Un articolo firmato da Jacques Stehman e pubblicato sul quotidiano Le Soir il 20 agosto 1970 annunciava un progetto di collaborazione di Rudolf Nureyev con Paolo Bortoluzzi e Maurice Béjart. A quella data era ancora troppo presto per precisare di cosa si trattava. L’unica cosa sicura era la partitura musicale: quattro Lieder giovanili di Gustav Mahler, autore anche dei testi autobiografici ispirati a canti popolari. In una lettera a Fritz Loehr egli aveva descritto la sua composizione con queste parole: “un giovane apprendista, abbandonato al proprio destino, va per il mondo vagabondando senza meta”.

Non vi sono elementi scenici in questo balletto. Il palcoscenico è nudo, tagliato da lampi di luce. Solitario e sconfitto, il cavaliere (Nureyev) ha per unico compagno la sua anima combattiva (Bortoluzzi). Il primo, illuminato, fasciato di grigio, ansioso; il secondo, un po’ in disparte, più sottile, fasciato di rosso, enigmatico. Sul piano estetico Gilberte Cournand descrisse così la coppia: “la bellezza statuaria di Nureyev avrebbe ispirato Michelangelo e quella di Bortoluzzi Benvenuto Cellini”.

Gli articoli pubblicati dopo la prima su Les Nouvelles Littéraires e su Valeurs Actuelles scavano nei dettagli coreografici del balletto, rilevando come il movimento si sviluppa e accelera. Inizialmente il giovane esegue timidi développé per poi ripiegarsi bruscamente in plié. Scopre lo spazio, si lancia in giri, allarga i gesti, salta, sembra volare e ricadere, ferito, nella gabbia che lui stesso si è creato. Allora ritrova l’altra parte di sé, la stabilità, il proprio destino, la propria guida, con cui si muove via via all’unisono, in contrappunto, con variazioni. I passi sono rond de jambe e giri talvolta veloci, talvolta lenti e dolorosi. La coreografia insiste sulle linee: la bellezza di un braccio teso, di una spalla alzata fino a metà del volto, il peso di un corpo al limite della caduta. Il finale riassume tutta la vicenda: l’allievo sfugge al braccio del maestro, s’immobilizza e torna lentamente con una sequenza di glissade.
Le Figaro scrisse che i 5800 spettatori della prima mondiale applaudirono per quasi mezz’ora.
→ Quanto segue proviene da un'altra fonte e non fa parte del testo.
//! The device bridge seam.
//!
//! Every interaction with a device goes through [`DeviceBridge`].  The
//! production implementation spawns `adb`
//! ([`crate::infrastructure::adb::AdbBridge`]); tests use
//! [`crate::infrastructure::mock::MockBridge`].
//!
//! Each method is one request/response round trip.  Implementations never
//! retry: a failure is returned to the caller, which relays it to the browser.

use async_trait::async_trait;
use droid_remote_core::DeviceRecord;
use thiserror::Error;

/// Substring of the bridge's `connect` output that confirms a connection.
///
/// `adb connect` prints `connected to <ip:port>` or
/// `already connected to <ip:port>` on success.
pub const CONNECTED_PHRASE: &str = "connected";

// ── Error type ────────────────────────────────────────────────────────────────

/// Failures reported by the device bridge.
#[derive(Debug, Clone, PartialEq, Eq, Error)]
pub enum BridgeError {
    /// The bridge executable could not be started at all.
    #[error("failed to run {program}: {reason}")]
    Spawn { program: String, reason: String },

    /// The bridge ran but exited non-zero or wrote diagnostics.
    ///
    /// The payload is the diagnostic text, relayed to the client verbatim.
    #[error("{0}")]
    Failed(String),
}

// ── Trait ─────────────────────────────────────────────────────────────────────

/// A single-shot passthrough to the external device-control tool.
///
/// `device_id` selects a device explicitly; `None` targets the bridge's
/// default device.  Instructions handed to [`DeviceBridge::invoke`] have
/// already passed the allow-list; implementations do not re-check them.
#[async_trait]
pub trait DeviceBridge: Send + Sync {
    /// Runs a shell instruction on the device and returns its output.
    async fn invoke(&self, device_id: Option<&str>, instruction: &str)
        -> Result<String, BridgeError>;

    /// Lists attached devices.
    async fn invoke_list(&self) -> Result<Vec<DeviceRecord>, BridgeError>;

    /// Connects the bridge to a network device (`ip:port`), returning the
    /// tool's output.  Whether the output confirms a connection is decided by
    /// the caller (see [`CONNECTED_PHRASE`]).
    async fn connect(&self, target: &str) -> Result<String, BridgeError>;

    async fn disconnect(&self, device_id: &str) -> Result<String, BridgeError>;

    /// Captures one screen frame and returns it base64-encoded.
    ///
    /// `instruction` is the authorized screencap rendering.
    async fn capture_frame(
        &self,
        device_id: Option<&str>,
        instruction: &str,
    ) -> Result<String, BridgeError>;
}

/// Returns `true` when bridge `connect` output confirms a connection.
pub fn confirms_connection(output: &str) -> bool {
    output.contains(CONNECTED_PHRASE)
}

#[cfg(test)]
mod tests {
    use super::*;

    #[test]
    fn test_failed_displays_diagnostic_verbatim() {
        let err = BridgeError::Failed("error: device 'D1' not found".to_string());
        assert_eq!(err.to_string(), "error: device 'D1' not found");
    }

    #[test]
    fn test_spawn_error_names_program() {
        let err = BridgeError::Spawn {
            program: "adb".to_string(),
            reason: "No such file or directory".to_string(),
        };
        assert_eq!(err.to_string(), "failed to run adb: No such file or directory");
    }

    #[test]
    fn test_connect_output_confirmation() {
        assert!(confirms_connection("connected to 10.0.0.5:5555\n"));
        assert!(confirms_connection("already connected to 10.0.0.5:5555\n"));
        assert!(!confirms_connection("failed to connect to '10.0.0.5:5555': Connection refused\n"));
    }
}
Nel 1972 Bortoluzzi lasciò la compagnia diretta da Béjart e la creazione entrò nel repertorio su richiesta di Jorge Donn che la danzò in coppia con Daniel Lommel a Tel-Aviv. Lommel commentò che “tecnicamente il balletto non era molto difficile, ma ritmicamente era molto puro. Sapevo bene che con Jorge e me come interpreti, contrariamente a Paolo e Rudolf, sarebbe mancato l’impatto dello star-system”. In seguito fu invitato da Nureyev a danzare “Canti di un giovane errante” con lui a New York. “Ho danzato “Canti” circa mille volte…” Per una recita a Vienna con Nureyev, a causa di un infortunio, fu sostituito da Jorge Donn. Con Donn ha danzato anche Patrice Touron.
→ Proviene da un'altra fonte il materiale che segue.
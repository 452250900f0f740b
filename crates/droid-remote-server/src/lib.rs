//! droid-remote-server library crate.
//!
//! This crate provides a WebSocket server that lets a web browser drive an
//! Android device through the `adb` bridge: inject key events, text, taps and
//! swipes, stream the screen, and discover devices on the local subnet.
//!
//! # Architecture (clean architecture)
//!
//! ```text
//! Browser (JSON over WebSocket)
//!         ↕
//! [droid-remote-server]
//!   ├── domain/           Pure types: JSON message enums, ServerConfig
//!   ├── application/      Session state machine, screen streamer, network scanner
//!   └── infrastructure/
//!         ├── ws_server/  WebSocket accept loop (tokio-tungstenite)
//!         ├── adb/        adb subprocess bridge
//!         └── net/        TCP probes and interface enumeration
//!         ↕
//! adb → Android device
//! ```
//!
//! # Layer rules
//!
//! - `domain` has no I/O and no async.
//! - `application` talks to the outside world only through the
//!   [`application::DeviceBridge`], [`application::PortProber`] and
//!   [`application::InterfaceSource`] traits, so it is testable without a
//!   device or a network.
//! - `infrastructure` supplies the real implementations of those traits plus
//!   the WebSocket transport.

/// Domain layer: pure message and configuration types (no I/O).
pub mod domain;

/// Application layer: sessions, streaming, and scanning.
pub mod application;

/// Infrastructure layer: WebSocket server, adb subprocesses, sockets.
pub mod infrastructure;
Nel giugno del 1974 cominciarono gli spettacoli denominati “Nureyev and Friends” e il programma si chiudeva spesso con “Canti di un giovane errante”, che diventò l’opera principale del repertorio di Nureyev. Tra gli interpreti del Destino va segnalato Jean Guizerix, che debuttò nel ruolo a Los Angeles nel 1976 e lo danzò in seguito a Madrid, Berlino, Milano, Napoli, Bordeaux, Vienna, Parigi, New York, Dallas, Nuova Delhi, tanto da diventare il ruolo da lui maggiormente interpretato. In India lo danzò anche con Patrick Dupond e Charles Jude. Quando nel 1990 organizzò la serata d’addio all’Opéra di Parigi volle che il primo e l’ultimo canto fossero interpretati da Dupond e Nureyev, occasione che costituì anche per quest’ultimo l’addio alla scena del Palais Garnier in veste di danzatore.

L’unica registrazione integrale ufficiale del balletto fu trasmessa in Giappone nel 1984 con Rudolf Nureyev e Michael Birkmeyer. Altri interpreti del Destino con Nureyev furono Charles Jude, Johnny Eliasen, Anthony Dowell, Eric Vu An, Patrick Armand, Frank Augustyn, Denys Wayne. A sua volta Eric Vu An danzò con Richard Cragun, Patrick Dupond con Jean-Marie Didière. Nel nostro secolo gli interpreti sono stati Laurent Hilaire e Manuel Legris e da quest’anno è entrato nel repertorio del Béjart Ballet Lausanne.